**What is expected:**
What you return should be every record, retyped without a single change.

**Source records:**
>>>>
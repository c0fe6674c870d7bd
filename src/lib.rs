//! ATF Tools MCP Hub
//!
//! Thin MCP servers over the `docker`, `git`, `pip`/`npm`/`yarn` CLIs and
//! the MySQL/MongoDB drivers, used to stand up throwaway evaluation
//! environments: database query contests, image processing and React
//! contest runs. `hub` mounts them on one HTTP server or on stdio.

pub mod config;
pub mod docker_client;
pub mod error;
pub mod hub;
pub mod process;
pub mod query_result;
pub mod tools;

pub use config::{Args, Config, Transport, ALL_SERVERS};
pub use error::ToolError;
pub use hub::{HubHandler, MountHandler};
<<<<
**Answer box:**
repository c0fe6674c870d7bd
filename src/lib.rs
//! ATF Tools MCP Hub
//!
//! Thin MCP servers over the `docker`, `git`, `pip`/`npm`/`yarn` CLIs and
//! the MySQL/MongoDB drivers, used to stand up throwaway evaluation
//! environments: database query contests, image processing and React
//! contest runs. `hub` mounts them on one HTTP server or on stdio.

pub mod config;
pub mod docker_client;
pub mod error;
pub mod hub;
pub mod process;
pub mod query_result;
pub mod tools;

pub use config::{Args, Config, Transport, ALL_SERVERS};
pub use error::ToolError;
pub use hub::{HubHandler, MountHandler};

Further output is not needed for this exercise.